= Half-court shot =

Long-range basketball shot taken from beyond the half-court line

Nikola Jokić makes 3/4 court shot on January 23, 2025

A half-court shot is a long-range basketball shot generally taken from the half-court line or beyond. Some sports web sites define such shots as "Heaves". Shots from beyond half-court are the lowest percentage shot in basketball, and usually attempted only in the last seconds before the end of a quarter. In the National Basketball Association (NBA) they are only successful about 2.4% of the time, compared to all field goal attempts (47%) and three-point attempts (37%).

An NBA game court is 94 ft long making the distance from half court to each baseline 47 ft. However the distance of a shot taken from exactly half court is just under 42 ft, because the rim is approximately five feet inside the baseline. The longest made shot in NBA history is Baron Davis's 89 ft shot with 0.7 seconds remaining in the third quarter, on February 17, 2001, while playing for the Charlotte Hornets.
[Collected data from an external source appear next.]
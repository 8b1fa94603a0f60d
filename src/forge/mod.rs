//! Forge abstraction: branches, forks and pull requests of package repos.
//!
//! Package repositories live in the `rpms` namespace of a Pagure instance.
//! [`Forge`] covers the REST calls the workflow needs; opening a pull request
//! is a separate capability, [`PullRequestOpener`], so it can be backed by
//! whatever the forge offers without touching the workflow.

mod pagure;
mod pull_request;

use anyhow::Result;
use async_trait::async_trait;

pub use pagure::{DEFAULT_INSTANCE_URL, PagureForge};
pub use pull_request::{PagurePullRequests, PullRequest, PullRequestDraft, PullRequestOpener};

#[cfg(test)]
pub use pull_request::MockPullRequestOpener;

/// Namespace of package repositories.
pub const NAMESPACE: &str = "rpms";

#[cfg_attr(test, mockall::automock)]
#[async_trait]
pub trait Forge: Send + Sync {
    /// Names of the package repository's branches.
    async fn list_branches(&self, package: &str) -> Result<Vec<String>>;

    /// Fork the package repository for the authenticated user.
    /// An existing fork is not an error.
    async fn ensure_fork(&self, package: &str) -> Result<()>;

    /// SSH clone URL of `user`'s fork of the package.
    async fn fork_ssh_url(&self, user: &str, package: &str) -> Result<String>;
}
Collectively, NBA players try shots from beyond half-court a few hundred times each season. In some instances, NBA players will intentionally avoid shooting a half-court shot before the buzzer, or wait until just after the buzzer sounds before attempting it. Such players may be more interested in protecting their field goal percentage than providing an opportunity (though unlikely) for the team to acquire 3 more points. Since field goal percentage is accounted for during contract negotiations, some players think it is an intelligent business decision to refuse to toss a low percentage shot at the rim.
As a result, some believe that half-court shots should not be included in the field goal percentage. Under a new rule starting in the 2025–26 NBA season, on plays beginning in the backcourt, missed shots taken 36 feet (11 m) or further from the rim with 3 seconds or fewer remaining in the first three quarters of a game officially count as a team shot attempt, and no longer affect individual player statistics. Early in the season, analysts noted that players were making substantially more "heave" attempts than they had at the same time the year prior.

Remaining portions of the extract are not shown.